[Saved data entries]
····················
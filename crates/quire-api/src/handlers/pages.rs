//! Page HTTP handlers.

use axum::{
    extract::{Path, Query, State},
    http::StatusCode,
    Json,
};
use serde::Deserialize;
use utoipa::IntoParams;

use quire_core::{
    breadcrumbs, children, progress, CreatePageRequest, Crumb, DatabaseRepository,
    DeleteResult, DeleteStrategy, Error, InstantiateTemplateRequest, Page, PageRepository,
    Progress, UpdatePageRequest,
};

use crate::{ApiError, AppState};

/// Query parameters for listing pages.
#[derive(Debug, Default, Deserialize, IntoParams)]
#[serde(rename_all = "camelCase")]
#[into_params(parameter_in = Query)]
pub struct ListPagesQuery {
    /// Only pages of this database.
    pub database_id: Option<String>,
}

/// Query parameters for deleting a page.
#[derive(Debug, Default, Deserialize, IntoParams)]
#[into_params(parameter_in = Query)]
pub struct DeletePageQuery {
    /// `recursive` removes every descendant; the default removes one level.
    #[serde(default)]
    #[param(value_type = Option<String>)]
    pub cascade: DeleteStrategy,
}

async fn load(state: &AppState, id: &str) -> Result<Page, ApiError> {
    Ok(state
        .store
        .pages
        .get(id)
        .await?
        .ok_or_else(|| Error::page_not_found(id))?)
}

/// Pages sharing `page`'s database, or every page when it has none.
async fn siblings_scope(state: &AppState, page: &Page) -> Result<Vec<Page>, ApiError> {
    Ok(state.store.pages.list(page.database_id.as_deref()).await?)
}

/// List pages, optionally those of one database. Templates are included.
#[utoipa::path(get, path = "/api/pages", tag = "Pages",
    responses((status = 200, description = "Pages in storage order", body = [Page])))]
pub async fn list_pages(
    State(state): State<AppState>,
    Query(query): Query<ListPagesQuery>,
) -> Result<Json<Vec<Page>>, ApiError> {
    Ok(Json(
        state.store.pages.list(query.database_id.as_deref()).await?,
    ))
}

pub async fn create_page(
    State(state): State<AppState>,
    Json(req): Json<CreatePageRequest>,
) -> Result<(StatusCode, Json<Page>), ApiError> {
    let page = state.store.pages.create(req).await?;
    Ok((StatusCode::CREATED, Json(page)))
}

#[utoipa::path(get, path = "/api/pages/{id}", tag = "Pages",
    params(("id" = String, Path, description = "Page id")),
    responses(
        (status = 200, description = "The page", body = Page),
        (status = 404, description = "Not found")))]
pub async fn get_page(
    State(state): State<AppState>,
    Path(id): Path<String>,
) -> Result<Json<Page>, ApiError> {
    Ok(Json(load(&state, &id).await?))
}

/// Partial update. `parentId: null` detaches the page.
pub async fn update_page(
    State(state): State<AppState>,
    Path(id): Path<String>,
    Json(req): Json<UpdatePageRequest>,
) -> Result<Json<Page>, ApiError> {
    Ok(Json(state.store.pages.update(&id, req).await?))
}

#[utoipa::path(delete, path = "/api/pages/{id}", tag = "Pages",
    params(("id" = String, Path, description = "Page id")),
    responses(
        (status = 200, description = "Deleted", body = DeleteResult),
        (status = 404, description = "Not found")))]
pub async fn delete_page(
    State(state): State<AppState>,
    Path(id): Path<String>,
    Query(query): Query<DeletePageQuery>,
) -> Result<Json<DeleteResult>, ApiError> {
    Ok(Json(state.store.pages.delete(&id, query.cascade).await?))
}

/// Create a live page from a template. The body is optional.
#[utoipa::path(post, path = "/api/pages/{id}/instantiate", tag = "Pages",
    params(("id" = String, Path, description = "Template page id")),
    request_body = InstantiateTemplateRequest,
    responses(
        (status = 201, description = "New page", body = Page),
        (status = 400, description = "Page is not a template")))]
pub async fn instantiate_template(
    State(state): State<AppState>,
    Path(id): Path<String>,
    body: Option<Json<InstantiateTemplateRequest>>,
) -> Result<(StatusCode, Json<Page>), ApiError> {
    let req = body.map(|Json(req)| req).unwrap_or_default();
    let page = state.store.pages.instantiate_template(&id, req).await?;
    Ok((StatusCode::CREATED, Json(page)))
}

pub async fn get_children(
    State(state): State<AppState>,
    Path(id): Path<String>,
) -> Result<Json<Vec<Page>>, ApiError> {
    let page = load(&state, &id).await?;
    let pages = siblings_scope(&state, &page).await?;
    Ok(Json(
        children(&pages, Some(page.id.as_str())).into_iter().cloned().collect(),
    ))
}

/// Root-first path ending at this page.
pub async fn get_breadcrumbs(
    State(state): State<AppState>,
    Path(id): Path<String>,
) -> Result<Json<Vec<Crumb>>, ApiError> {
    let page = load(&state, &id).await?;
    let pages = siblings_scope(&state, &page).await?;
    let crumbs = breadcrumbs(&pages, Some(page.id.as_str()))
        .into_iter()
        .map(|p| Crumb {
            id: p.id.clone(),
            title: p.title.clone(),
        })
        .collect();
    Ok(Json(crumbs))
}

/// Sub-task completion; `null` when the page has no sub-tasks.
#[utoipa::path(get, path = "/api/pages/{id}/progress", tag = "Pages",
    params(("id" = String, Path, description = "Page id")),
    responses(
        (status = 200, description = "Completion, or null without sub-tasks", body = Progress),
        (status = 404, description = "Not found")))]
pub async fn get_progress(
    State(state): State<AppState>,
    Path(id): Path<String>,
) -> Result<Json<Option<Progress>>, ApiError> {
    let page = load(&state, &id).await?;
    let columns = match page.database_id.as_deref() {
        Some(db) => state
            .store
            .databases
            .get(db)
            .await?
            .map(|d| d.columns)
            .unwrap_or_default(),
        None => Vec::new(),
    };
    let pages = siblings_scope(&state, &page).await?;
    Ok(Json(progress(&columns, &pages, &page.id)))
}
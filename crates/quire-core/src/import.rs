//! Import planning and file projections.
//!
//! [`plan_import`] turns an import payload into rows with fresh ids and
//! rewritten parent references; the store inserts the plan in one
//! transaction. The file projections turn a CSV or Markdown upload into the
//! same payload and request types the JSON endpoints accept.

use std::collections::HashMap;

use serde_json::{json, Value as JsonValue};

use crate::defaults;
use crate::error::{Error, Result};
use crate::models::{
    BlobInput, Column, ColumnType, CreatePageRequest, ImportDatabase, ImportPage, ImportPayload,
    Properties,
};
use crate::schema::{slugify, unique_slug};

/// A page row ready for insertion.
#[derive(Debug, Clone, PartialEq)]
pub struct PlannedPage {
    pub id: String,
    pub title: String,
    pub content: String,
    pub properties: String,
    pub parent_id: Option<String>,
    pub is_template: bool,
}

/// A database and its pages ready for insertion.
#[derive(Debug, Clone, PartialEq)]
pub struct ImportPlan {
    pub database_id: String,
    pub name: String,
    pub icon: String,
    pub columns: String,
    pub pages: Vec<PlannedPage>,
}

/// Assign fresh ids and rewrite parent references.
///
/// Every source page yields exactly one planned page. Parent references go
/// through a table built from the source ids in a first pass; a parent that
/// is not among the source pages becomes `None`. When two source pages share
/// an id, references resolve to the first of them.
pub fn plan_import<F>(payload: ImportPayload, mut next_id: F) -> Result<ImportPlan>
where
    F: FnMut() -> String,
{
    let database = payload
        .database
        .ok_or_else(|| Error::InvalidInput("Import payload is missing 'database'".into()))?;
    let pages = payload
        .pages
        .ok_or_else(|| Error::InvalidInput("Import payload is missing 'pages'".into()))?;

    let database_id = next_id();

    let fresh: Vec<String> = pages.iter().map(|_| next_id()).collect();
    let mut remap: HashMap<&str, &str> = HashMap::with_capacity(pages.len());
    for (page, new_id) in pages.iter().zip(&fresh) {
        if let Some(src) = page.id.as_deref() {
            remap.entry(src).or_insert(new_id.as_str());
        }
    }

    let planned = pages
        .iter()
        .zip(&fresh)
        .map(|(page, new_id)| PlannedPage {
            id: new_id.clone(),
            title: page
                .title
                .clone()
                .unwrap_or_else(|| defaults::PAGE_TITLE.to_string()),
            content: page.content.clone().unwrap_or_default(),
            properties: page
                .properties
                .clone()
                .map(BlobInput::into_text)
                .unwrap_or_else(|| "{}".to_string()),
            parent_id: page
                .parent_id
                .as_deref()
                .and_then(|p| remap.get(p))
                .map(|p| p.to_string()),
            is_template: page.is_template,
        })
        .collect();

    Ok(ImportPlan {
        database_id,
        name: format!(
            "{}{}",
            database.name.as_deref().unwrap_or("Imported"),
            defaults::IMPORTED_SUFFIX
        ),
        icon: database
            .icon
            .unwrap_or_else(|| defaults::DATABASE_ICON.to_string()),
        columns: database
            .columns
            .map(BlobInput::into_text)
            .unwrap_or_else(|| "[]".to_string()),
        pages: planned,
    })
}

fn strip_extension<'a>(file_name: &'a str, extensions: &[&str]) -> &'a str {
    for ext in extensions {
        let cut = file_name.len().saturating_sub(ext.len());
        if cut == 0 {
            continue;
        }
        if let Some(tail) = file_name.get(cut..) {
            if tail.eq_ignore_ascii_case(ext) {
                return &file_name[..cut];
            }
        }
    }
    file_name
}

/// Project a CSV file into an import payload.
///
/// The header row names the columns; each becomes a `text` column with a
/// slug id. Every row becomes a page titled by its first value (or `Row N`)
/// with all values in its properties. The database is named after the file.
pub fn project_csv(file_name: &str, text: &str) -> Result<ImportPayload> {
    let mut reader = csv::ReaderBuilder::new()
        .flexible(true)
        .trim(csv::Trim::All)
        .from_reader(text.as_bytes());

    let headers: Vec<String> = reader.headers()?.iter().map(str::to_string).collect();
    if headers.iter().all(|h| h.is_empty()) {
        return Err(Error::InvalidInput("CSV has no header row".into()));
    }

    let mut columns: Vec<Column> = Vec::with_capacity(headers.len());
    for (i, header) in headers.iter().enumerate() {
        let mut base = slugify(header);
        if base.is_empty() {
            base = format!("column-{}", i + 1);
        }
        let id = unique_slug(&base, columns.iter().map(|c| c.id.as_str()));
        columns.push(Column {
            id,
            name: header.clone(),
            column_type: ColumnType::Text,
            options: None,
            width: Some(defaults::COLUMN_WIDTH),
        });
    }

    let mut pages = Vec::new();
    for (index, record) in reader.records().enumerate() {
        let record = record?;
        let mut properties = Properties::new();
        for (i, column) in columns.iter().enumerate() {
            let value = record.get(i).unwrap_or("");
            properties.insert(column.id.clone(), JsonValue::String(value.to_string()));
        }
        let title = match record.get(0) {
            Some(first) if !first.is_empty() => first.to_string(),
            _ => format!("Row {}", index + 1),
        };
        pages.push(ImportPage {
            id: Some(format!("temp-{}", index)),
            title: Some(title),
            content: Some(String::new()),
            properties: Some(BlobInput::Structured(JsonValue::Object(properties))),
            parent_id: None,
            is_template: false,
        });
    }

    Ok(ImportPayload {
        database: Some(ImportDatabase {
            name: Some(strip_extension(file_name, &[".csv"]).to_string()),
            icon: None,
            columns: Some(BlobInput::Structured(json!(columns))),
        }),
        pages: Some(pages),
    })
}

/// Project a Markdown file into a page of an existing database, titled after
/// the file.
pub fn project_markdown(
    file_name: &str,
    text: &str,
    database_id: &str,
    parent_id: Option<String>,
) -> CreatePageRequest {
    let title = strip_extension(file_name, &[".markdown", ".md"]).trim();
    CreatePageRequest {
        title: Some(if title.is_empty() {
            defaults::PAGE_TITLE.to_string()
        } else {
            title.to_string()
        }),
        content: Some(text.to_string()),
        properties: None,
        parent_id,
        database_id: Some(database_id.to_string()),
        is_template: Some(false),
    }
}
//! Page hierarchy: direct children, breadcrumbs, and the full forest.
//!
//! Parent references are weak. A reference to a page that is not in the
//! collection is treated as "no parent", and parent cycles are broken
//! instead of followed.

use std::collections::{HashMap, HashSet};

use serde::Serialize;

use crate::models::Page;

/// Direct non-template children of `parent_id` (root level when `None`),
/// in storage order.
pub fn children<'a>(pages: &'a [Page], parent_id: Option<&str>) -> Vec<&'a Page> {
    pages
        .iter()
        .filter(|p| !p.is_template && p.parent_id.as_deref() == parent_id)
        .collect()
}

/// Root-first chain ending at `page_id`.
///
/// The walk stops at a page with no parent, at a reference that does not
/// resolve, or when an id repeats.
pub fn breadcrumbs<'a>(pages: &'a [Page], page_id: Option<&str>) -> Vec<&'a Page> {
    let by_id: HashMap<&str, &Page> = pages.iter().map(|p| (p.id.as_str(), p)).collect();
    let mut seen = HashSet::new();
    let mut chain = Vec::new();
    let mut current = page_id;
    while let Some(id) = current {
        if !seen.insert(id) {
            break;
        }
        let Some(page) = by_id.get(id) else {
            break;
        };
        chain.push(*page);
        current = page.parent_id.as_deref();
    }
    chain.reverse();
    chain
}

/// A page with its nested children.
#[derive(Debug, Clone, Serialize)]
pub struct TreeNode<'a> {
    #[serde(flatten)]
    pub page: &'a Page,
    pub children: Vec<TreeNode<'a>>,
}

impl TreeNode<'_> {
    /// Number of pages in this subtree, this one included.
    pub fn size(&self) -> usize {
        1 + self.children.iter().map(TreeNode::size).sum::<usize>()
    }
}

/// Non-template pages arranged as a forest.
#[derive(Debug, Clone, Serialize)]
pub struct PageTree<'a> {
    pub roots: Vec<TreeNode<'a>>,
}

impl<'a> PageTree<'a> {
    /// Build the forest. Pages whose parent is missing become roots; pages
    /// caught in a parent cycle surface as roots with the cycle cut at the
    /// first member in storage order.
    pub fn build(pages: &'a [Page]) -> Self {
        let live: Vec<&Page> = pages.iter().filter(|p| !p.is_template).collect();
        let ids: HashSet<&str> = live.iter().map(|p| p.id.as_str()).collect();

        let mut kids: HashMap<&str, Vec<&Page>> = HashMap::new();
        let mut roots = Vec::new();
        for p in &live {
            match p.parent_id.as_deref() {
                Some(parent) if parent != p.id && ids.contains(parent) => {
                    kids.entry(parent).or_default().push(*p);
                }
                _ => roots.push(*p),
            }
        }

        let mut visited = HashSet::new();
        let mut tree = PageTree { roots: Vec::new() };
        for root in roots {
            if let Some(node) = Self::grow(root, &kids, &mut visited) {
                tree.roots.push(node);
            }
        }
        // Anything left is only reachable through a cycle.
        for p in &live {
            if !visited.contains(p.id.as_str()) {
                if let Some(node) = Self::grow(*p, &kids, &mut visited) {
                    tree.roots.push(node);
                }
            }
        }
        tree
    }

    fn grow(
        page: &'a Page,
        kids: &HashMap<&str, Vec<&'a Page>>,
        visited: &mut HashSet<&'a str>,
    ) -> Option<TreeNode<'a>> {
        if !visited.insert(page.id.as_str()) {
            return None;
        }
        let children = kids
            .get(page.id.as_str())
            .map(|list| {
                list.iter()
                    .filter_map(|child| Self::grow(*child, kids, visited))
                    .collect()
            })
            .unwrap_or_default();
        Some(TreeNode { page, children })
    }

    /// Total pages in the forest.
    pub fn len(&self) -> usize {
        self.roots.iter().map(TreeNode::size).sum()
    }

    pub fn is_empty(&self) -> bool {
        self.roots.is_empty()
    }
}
····················
◆ Your objective: The word "cascade" occurs on some lines of the entries. Work out how many such lines there are and reply with the number alone.

◆ Finished task: 2